All lines from the entries below that contain the string "message" should be copied out.
(Available data Opens)
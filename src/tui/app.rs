//! Poll/render scheduler.
//!
//! One tick-driven loop: fetch-then-append on each tick, redraw after
//! every event. Poll failures back off and eventually halt polling; the
//! UI itself stays responsive until quit.

use std::io;
use std::time::Duration;

use chrono::Local;
use crossterm::execute;
use crossterm::terminal::{
    EnterAlternateScreen, LeaveAlternateScreen, disable_raw_mode, enable_raw_mode,
};
use ratatui::Terminal;
use ratatui::backend::CrosstermBackend;
use tracing::warn;

use crate::stats::{StatsHistory, StatsSource};

use super::event::{Event, EventHandler};
use super::input::{KeyAction, handle_key};
use super::render::render;
use super::state::{AppState, Dashboard, PollState};

/// Cap on the backoff window, in ticks.
const MAX_BACKOFF_TICKS: u32 = 8;

/// Main dashboard application. Owns the history and drives the poll/render
/// cycle.
pub struct App<S> {
    history: StatsHistory<S>,
    state: AppState,
    should_quit: bool,
}

impl<S: StatsSource> App<S> {
    /// Creates the app around an already-primed history (the binary does
    /// one append before entering the alternate screen).
    pub fn new(history: StatsHistory<S>, failure_budget: u32) -> Self {
        let mut state = AppState::new(failure_budget);
        state.samples = history.len();
        Self {
            history,
            state,
            should_quit: false,
        }
    }

    /// Runs the TUI until quit. `tick_rate` is the poll cadence.
    pub fn run(mut self, tick_rate: Duration) -> io::Result<()> {
        enable_raw_mode()?;
        let mut stdout = io::stdout();
        execute!(stdout, EnterAlternateScreen)?;
        let backend = CrosstermBackend::new(stdout);
        let mut terminal = Terminal::new(backend)?;

        let events = EventHandler::new(tick_rate);

        loop {
            let dashboard = Dashboard::collect(&self.history);
            terminal.draw(|frame| render(frame, &self.state, &dashboard))?;

            match events.next() {
                Ok(Event::Tick) => self.on_tick(),
                Ok(Event::Key(key)) => match handle_key(key) {
                    KeyAction::Quit => self.should_quit = true,
                    KeyAction::Reload => {
                        self.state.message = Some("reloaded".to_string());
                    }
                    KeyAction::None => {}
                },
                Ok(Event::Resize) => {}
                Err(_) => self.should_quit = true,
            }

            if self.should_quit {
                break;
            }
        }

        disable_raw_mode()?;
        execute!(terminal.backend_mut(), LeaveAlternateScreen)?;
        terminal.show_cursor()?;

        Ok(())
    }

    /// One scheduling tick: append unless halted or inside a backoff
    /// window.
    fn on_tick(&mut self) {
        if self.state.poll == PollState::Halted {
            return;
        }
        if self.state.skip_ticks > 0 {
            self.state.skip_ticks -= 1;
            return;
        }

        match self.history.append() {
            Ok(()) => {
                self.state.consecutive_failures = 0;
                self.state.last_error = None;
                self.state.message = None;
                self.state.samples = self.history.len();
                self.state.last_poll = Some(Local::now());
            }
            Err(e) => {
                warn!(error = %e, "poll failed");
                self.state.consecutive_failures += 1;
                self.state.last_error = Some(e.to_string());
                if self.state.consecutive_failures >= self.state.failure_budget {
                    self.state.poll = PollState::Halted;
                } else {
                    self.state.skip_ticks = backoff_ticks(self.state.consecutive_failures);
                }
            }
        }
    }
}

/// Backoff window after the n-th consecutive failure (n >= 1): 1, 2, 4
/// ticks, capped at [`MAX_BACKOFF_TICKS`].
fn backoff_ticks(failures: u32) -> u32 {
    (1u32 << (failures - 1).min(3)).min(MAX_BACKOFF_TICKS)
}
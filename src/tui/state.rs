//! Scheduler state and per-frame data.

use chrono::{DateTime, Local};

use crate::stats::{CounterMetric, RateMetric, RuntimeInfo, StatsHistory};

/// Poll loop phases.
#[derive(Clone, Copy, Debug, PartialEq, Eq)]
pub enum PollState {
    /// Polling on every tick, modulo backoff.
    Running,
    /// Failure budget exhausted: polling stopped, UI stays up with the
    /// last error on the status line.
    Halted,
}

/// Scheduler bookkeeping surfaced to the status line.
#[derive(Debug)]
pub struct AppState {
    pub poll: PollState,
    pub consecutive_failures: u32,
    pub failure_budget: u32,
    /// Ticks left to skip before the next poll attempt (backoff window).
    pub skip_ticks: u32,
    /// Snapshots appended so far.
    pub samples: usize,
    pub last_poll: Option<DateTime<Local>>,
    pub last_error: Option<String>,
    /// Transient note for the status line (e.g. after a reload).
    pub message: Option<String>,
}

impl AppState {
    pub fn new(failure_budget: u32) -> Self {
        Self {
            poll: PollState::Running,
            consecutive_failures: 0,
            failure_budget,
            skip_ticks: 0,
            samples: 0,
            last_poll: None,
            last_error: None,
            message: None,
        }
    }
}

/// Read-only copy of everything one frame needs.
///
/// Collected from the store before drawing, so rendering never holds the
/// history lock.
#[derive(Debug)]
pub struct Dashboard {
    pub runtime: RuntimeInfo,
    pub goroutine_num: Vec<u64>,
    pub memory_alloc: Vec<u64>,
    pub memory_total_alloc: Vec<u64>,
    pub gc_per_second: Vec<f64>,
    pub gc_pause_per_second: Vec<f64>,
}

impl Dashboard {
    pub fn collect<S>(history: &StatsHistory<S>) -> Self {
        Self {
            runtime: history.runtime(),
            goroutine_num: history.counters(CounterMetric::GoroutineNum),
            memory_alloc: history.counters(CounterMetric::MemoryAlloc),
            memory_total_alloc: history.counters(CounterMetric::MemoryTotalAlloc),
            gc_per_second: history.rates(RateMetric::GcPerSecond),
            gc_pause_per_second: history.rates(RateMetric::GcPausePerSecond),
        }
    }
}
(Available data Closes)
= Your solution =
                        self.state.message = Some("reloaded".to_string());
                self.state.message = None;
    pub message: Option<String>,
            message: None,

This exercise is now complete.